Beide Wege haben ihre Berechtigung
Standardtools sind schnell verfügbar, laufend weiterentwickelt und für allgemeine Aufgaben oft völlig ausreichend – etwa für Textentwürfe, Übersetzungen oder einfache Assistenzfunktionen. Individuelle Lösungen spielen ihre Stärke aus, wenn der Prozess, die Daten oder die Systemlandschaft spezifisch sind.
Die richtige Frage lautet deshalb nicht „Standard oder individuell?“, sondern: Wie viel von unserem konkreten Problem löst das Standardtool wirklich?
Wann ein Standardtool genügt
- Die Aufgabe ist generisch und wenig unternehmensspezifisch.
- Es braucht keinen Zugriff auf interne Systeme und Daten.
- Der Prozess kann sich dem Tool anpassen, ohne dass Qualität verloren geht.
- Einzelne Mitarbeitende nutzen das Tool als persönliche Unterstützung.
Wann sich eine individuelle Lösung lohnt
- Der Prozess ist unternehmensspezifisch und läuft über mehrere Systeme.
- Interne Datenquellen müssen eingebunden werden – mit Rollen und Berechtigungen.
- Datenschutz- oder Compliance-Anforderungen schließen generische Cloud-Tools aus.
- Das Tool müsste so stark verbogen werden, dass der Prozess sich der Software unterordnet.
- Die Lösung soll mit dem Unternehmen wachsen und erweiterbar bleiben.
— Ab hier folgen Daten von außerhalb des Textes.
//! Dotted/indexed structural paths (`item[0].category`)

use std::fmt;

/// Location of an element relative to the root of the graph being decoded or validated.
///
/// The root itself renders as an empty string; fields are joined with `.` and list
/// positions are appended as `[index]`.
#[derive(Debug, Clone, Default, PartialEq, Eq, Hash)]
pub struct ElementPath(String);

impl ElementPath {
    pub fn root() -> Self {
        Self::default()
    }

    pub fn is_root(&self) -> bool {
        self.0.is_empty()
    }

    /// Path of a named child of this element
    pub fn field(&self, name: &str) -> Self {
        if self.0.is_empty() {
            Self(name.to_string())
        } else {
            Self(format!("{}.{}", self.0, name))
        }
    }

    /// Path of the `index`-th item of the list at this path
    pub fn index(&self, index: usize) -> Self {
        Self(format!("{}[{}]", self.0, index))
    }

    /// Re-root `relative` under this path.
    pub fn join(&self, relative: &str) -> Self {
        match (self.0.is_empty(), relative.is_empty()) {
            (true, _) => Self(relative.to_string()),
            (false, true) => self.clone(),
            (false, false) if relative.starts_with('[') => Self(format!("{}{}", self.0, relative)),
            (false, false) => Self(format!("{}.{}", self.0, relative)),
        }
    }

    pub fn as_str(&self) -> &str {
        &self.0
    }

    /// Number of segments, counting list indices as part of their field segment
    pub fn depth(&self) -> usize {
        if self.0.is_empty() {
            0
        } else {
            self.0.split('.').count()
        }
    }
}

impl fmt::Display for ElementPath {
    fn fmt(&self, f: &mut fmt::Formatter<'_>) -> fmt::Result {
        f.write_str(&self.0)
    }
}

impl From<&ElementPath> for String {
    fn from(path: &ElementPath) -> Self {
        path.0.clone()
    }
}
Die Kostenlogik ehrlich rechnen
Standardtools wirken günstig, kosten aber pro Nutzer und Monat – dauerhaft und oft für Funktionen, die niemand braucht. Individuelle Lösungen kosten initial mehr, gehören danach aber dem Unternehmen und sind exakt auf den Prozess zugeschnitten. Entscheidend ist die Gesamtrechnung über zwei, drei Jahre: Lizenzkosten und Workarounds auf der einen Seite, Entwicklungs- und Betriebskosten auf der anderen.
Häufig ist auch ein Mittelweg sinnvoll: ein Standardmodell als Grundlage, ergänzt um eine individuelle Integration in die eigenen Prozesse und Daten.